Conclusions from the above breakdown of Richard Hammond’s DB9

  • Richard Hammond’s Aston Martin is in what appears to be acceptable condition with only minor cosmetic damage to the engine
  • This could have hidden unseen damage, and the displaced roll arc that shattered the rear window suggests the car’s structure needed repair
  • The average auction value of a first-generation Aston Martin DB9 is only around $47,000.

Lamborghini and Porsche have their desert supercars

Although it’s still a relatively new fad, the stylish and tough-looking supercar is a design that’s taking off. This is probably due to the trend towards crossovers and SUVs, an industry that also produces premium and exotic cars. The Porsche 911 Dakar and Lamborghini Sterrato show that there is a market for small supercars, but it’s not just that.


Both the Porsche and the Lamborghini feature a uniquely tuned chassis and advanced features for added durability on sand, gravel or dirt. Of course, the aesthetic side of these cars is probably where much of the real appeal lies. Even so, there’s no denying the allure of dirty, dusty exotica that’s been used and abused in the real world. Below we can see the main characteristics of both cars.
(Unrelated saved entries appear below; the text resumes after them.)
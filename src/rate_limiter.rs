use crate::clock::Clock;
use chrono::{DateTime, Duration, Utc};
use serde::{Deserialize, Serialize};
use std::collections::{HashMap, VecDeque};
use std::sync::Arc;
use tokio::sync::{Mutex, RwLock};

const WINDOW_SECONDS: i64 = 60;

#[derive(Debug, Clone, PartialEq, Serialize, Deserialize)]
pub struct RateLimitResponse {
    pub allowed: bool,
    pub remaining: u64,
    pub reset_in: u64,
    pub retry_after: Option<u64>,
}

/// Per-caller sliding window over the last minute, kept in memory.
pub struct RateLimiter {
    enabled: bool,
    clock: Arc<dyn Clock>,
    windows: RwLock<HashMap<String, Arc<Mutex<VecDeque<DateTime<Utc>>>>>>,
}

impl RateLimiter {
    pub fn new(enabled: bool, clock: Arc<dyn Clock>) -> Self {
        Self {
            enabled,
            clock,
            windows: RwLock::new(HashMap::new()),
        }
    }

    pub fn is_enabled(&self) -> bool {
        self.enabled
    }

    /// Admit one call for `key` if fewer than `limit` calls were admitted in
    /// the last minute. Rejected calls are not counted.
    pub async fn check(&self, key: &str, limit: usize) -> RateLimitResponse {
        if !self.enabled {
            return RateLimitResponse {
                allowed: true,
                remaining: limit as u64,
                reset_in: 0,
                retry_after: None,
            };
        }

        let window = self.window_for(key).await;
        let now = self.clock.now();
        let cutoff = now - Duration::seconds(WINDOW_SECONDS);

        let mut calls = window.lock().await;
        while calls.front().is_some_and(|at| *at <= cutoff) {
            calls.pop_front();
        }

        let reset_in = calls
            .front()
            .map(|oldest| (*oldest + Duration::seconds(WINDOW_SECONDS) - now).num_seconds().max(0) as u64)
            .unwrap_or(WINDOW_SECONDS as u64);

        if calls.len() >= limit {
            tracing::debug!(key = key, current = calls.len(), limit = limit, "Rate limit exceeded");
            return RateLimitResponse {
                allowed: false,
                remaining: 0,
                reset_in,
                retry_after: Some(reset_in.max(1)),
            };
        }

        calls.push_back(now);
        RateLimitResponse {
            allowed: true,
            remaining: limit.saturating_sub(calls.len()) as u64,
            reset_in,
            retry_after: None,
        }
    }

    async fn window_for(&self, key: &str) -> Arc<Mutex<VecDeque<DateTime<Utc>>>> {
        if let Some(window) = self.windows.read().await.get(key) {
            return window.clone();
        }

        self.windows
            .write()
            .await
            .entry(key.to_string())
            .or_default()
            .clone()
    }
}

#[cfg(test)]
mod tests {
    use super::*;
    use crate::clock::ManualClock;

    fn limiter(enabled: bool) -> (ManualClock, RateLimiter) {
        let clock = ManualClock::default();
        let limiter = RateLimiter::new(enabled, Arc::new(clock.clone()));
        (clock, limiter)
    }

    #[tokio::test]
    async fn test_rate_limit_allows_within_limit() {
        let (_, limiter) = limiter(true);

        let response = limiter.check("10.0.0.1:/analyze", 3).await;
        assert!(response.allowed);
        assert_eq!(response.remaining, 2);
        assert!(response.retry_after.is_none());
    }

    #[tokio::test]
    async fn test_rate_limit_denies_over_limit() {
        let (_, limiter) = limiter(true);

        assert!(limiter.check("caller", 1).await.allowed);
        let denied = limiter.check("caller", 1).await;
        assert!(!denied.allowed);
        assert_eq!(denied.remaining, 0);
        assert!(denied.retry_after.is_some());

        // Other callers keep their own budget
        assert!(limiter.check("other", 1).await.allowed);
    }

    #[tokio::test]
    async fn test_window_slides() {
        let (clock, limiter) = limiter(true);

        for _ in 0..2 {
            assert!(limiter.check("caller", 2).await.allowed);
        }
        assert!(!limiter.check("caller", 2).await.allowed);

        clock.advance(Duration::seconds(61));
        assert!(limiter.check("caller", 2).await.allowed);
    }

    #[tokio::test]
    async fn test_disabled_limiter_always_allows() {
        let (_, limiter) = limiter(false);

        for _ in 0..10 {
            assert!(limiter.check("caller", 1).await.allowed);
        }
    }

    #[test]
    fn test_rate_limit_response_serialization() {
        let response = RateLimitResponse {
            allowed: false,
            remaining: 0,
            reset_in: 42,
            retry_after: Some(42),
        };

        let json = serde_json::to_string(&response).unwrap();
        let deserialized: RateLimitResponse = serde_json::from_str(&json).unwrap();
        assert_eq!(response, deserialized);
    }
}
Hammond’s Aston is a bit more DIY in its approach, but has a similar approach to those cars, at least when it comes to the important hardware: suspension and rubber. As he told Mike about this British supercar hero, the car has been through a lot and now it has a story. It has a soul that sets it apart from other DB9s that live in garages or make short trips to business parks. We would agree, and his soul is most beautiful when covered with sand and dirt; leave as is, DRIVETRIBE.


Characteristics of Lamborghini Sterrato and Porsche 911 Dakar

Lamborghini Sterrato

Porsche 911 Dakar

Engine

5.2 liter, NA V10

3-liter twin-turbocharged I6

power

602 hp

473 hp

A turning point

470 lb-ft

420 lb-ft

Transmission

Rear-mid engine, AWD

Front engine, AWD

Method of transmission

7-speed automatic

8-speed automatic

Figures courtesy of Lamborghini, Porsche

Highlights from the section above

  • DRIVETRIBE Aston Martin DB9 Volante has similar concept to Lamborghini Sterrato and Porsche 911 Dakar
  • Compared to the traditional road-going versions, these cars have slightly increased ground clearance, specially tuned suspension, special tires, improved driving modes and new cosmetic features.
  • Thanks to the proliferation of crossovers in today’s culture, there is a trend toward “off-road” versions of sports cars and supercars.